The Nuclear North:
Histories of Canada in the atomic age


UBC Press, 2020
Edited with Timothy Andrews Sayle

By virtue of resources and technologies Canada is a nuclear nation. But the country does not have the ultimate symbol of nuclear power – a weapons program of its own. Since the first atomic weapon was detonated in 1945, Canadians have debated not only the role of nuclear power in their uranium-rich land but also their country’s role in a nuclear world.

The Nuclear North investigates critical questions in these ongoing debates. Should Canada belong to international alliances that depend on the threat of using nuclear weapons for their own security? Should Canadian-produced nuclear technologies be sold on the export market to potential proliferators? Does the country’s championing of arms control and disarmament on the global stage matter? What about the domestic costs of nuclear technologies and atomic research, including their impact on local communities and the environment?

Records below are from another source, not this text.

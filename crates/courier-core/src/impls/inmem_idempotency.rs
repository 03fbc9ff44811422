//! InMemoryIdempotencyStore - 開発用の処理済み記録
//!
//! `HashSet<(consumer, message_id)>` を Mutex で守るだけの実装です。
//! 本番ではサービスのデータベースに `(consumer, message_id)` の一意制約付きテーブルを置きます。

use std::collections::HashSet;
use std::sync::Arc;

use async_trait::async_trait;
use tokio::sync::Mutex;

use crate::domain::errors::StorageError;
use crate::domain::ids::OutboxEntryId;
use crate::ports::IdempotencyStore;

#[derive(Clone, Default)]
pub struct InMemoryIdempotencyStore {
    processed: Arc<Mutex<HashSet<(String, OutboxEntryId)>>>,
}

impl InMemoryIdempotencyStore {
    pub fn new() -> Self {
        Self::default()
    }

    pub async fn len(&self) -> usize {
        self.processed.lock().await.len()
    }

    pub async fn is_empty(&self) -> bool {
        self.processed.lock().await.is_empty()
    }
}

#[async_trait]
impl IdempotencyStore for InMemoryIdempotencyStore {
    async fn is_processed(
        &self,
        consumer: &str,
        message_id: OutboxEntryId,
    ) -> Result<bool, StorageError> {
        let processed = self.processed.lock().await;
        Ok(processed.contains(&(consumer.to_string(), message_id)))
    }

    async fn mark_processed(
        &self,
        consumer: &str,
        message_id: OutboxEntryId,
    ) -> Result<(), StorageError> {
        self.processed
            .lock()
            .await
            .insert((consumer.to_string(), message_id));
        Ok(())
    }
}

#[cfg(test)]
mod tests {
    use super::*;
    use ulid::Ulid;

    #[tokio::test]
    async fn keys_are_scoped_per_consumer() {
        let store = InMemoryIdempotencyStore::new();
        let id = OutboxEntryId::from_ulid(Ulid::new());

        store.mark_processed("inbox", id).await.unwrap();
        store.mark_processed("inbox", id).await.unwrap();

        assert!(store.is_processed("inbox", id).await.unwrap());
        assert!(!store.is_processed("notification", id).await.unwrap());
        assert_eq!(store.len().await, 1);
    }
}
//! Broker port - exchange / queue / DLQ を持つメッセージブローカー
//!
//! # 責務の分担
//! - 配送試行回数の管理、再配送の遅延、DLQ への移動はブローカーの仕事
//! - consumer は結果（ack / nack / reject）を報告するだけで、回数を数えない

use std::time::Duration;

use async_trait::async_trait;

use crate::domain::envelope::BrokerMessage;
use crate::domain::errors::BrokerError;
use crate::topology::{Destination, Topology};

/// nack した後にブローカーがどうしたか
#[derive(Debug, Clone, Copy, PartialEq, Eq)]
pub enum NackOutcome {
    /// `delay` 後に同じ queue へ再配送される
    Requeued { delay: Duration },
    /// MAX_ATTEMPTS に達したので DLQ へ移された
    DeadLettered,
}

/// Delivery は consumer が受け取った 1 件の配送
///
/// consumer はこれを所有し、必ず `ack` / `nack` / `reject` のいずれかで終わらせます。
#[async_trait]
pub trait Delivery: Send {
    fn message(&self) -> &BrokerMessage;

    /// 受信した queue 名
    fn queue(&self) -> &str;

    /// 配送試行番号（初回は 1）
    fn attempt(&self) -> u32;

    /// 処理成功
    async fn ack(self: Box<Self>) -> Result<(), BrokerError>;

    /// 一時的な失敗。ブローカーが再配送するか DLQ へ送る
    async fn nack(self: Box<Self>, reason: String) -> Result<NackOutcome, BrokerError>;

    /// 恒久的な失敗。再配送せずに DLQ へ送る
    async fn reject(self: Box<Self>, reason: String) -> Result<(), BrokerError>;
}

/// Broker は publish と受信のインターフェース
#[async_trait]
pub trait Broker: Send + Sync {
    /// exchange / queue / binding と、各 queue の DLQ を宣言する（冪等）
    async fn declare(&self, topology: &Topology) -> Result<(), BrokerError>;

    async fn publish(
        &self,
        destination: &Destination,
        message: BrokerMessage,
    ) -> Result<(), BrokerError>;

    /// `queue` から 1 件受け取る（届くまで待つ）
    async fn receive(&self, queue: &str) -> Result<Box<dyn Delivery>, BrokerError>;
}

The contributors to this important collection explore Canada’s relationship with nuclear weapons and other nuclear technologies over the course of the Cold War and beyond. They consider how the atomic age has shaped Canadian policies at home and abroad, and in doing so engage in much larger debates about national identity, contradictions at the heart of the country’s Cold War foreign policy, and Canada’s place in the international order.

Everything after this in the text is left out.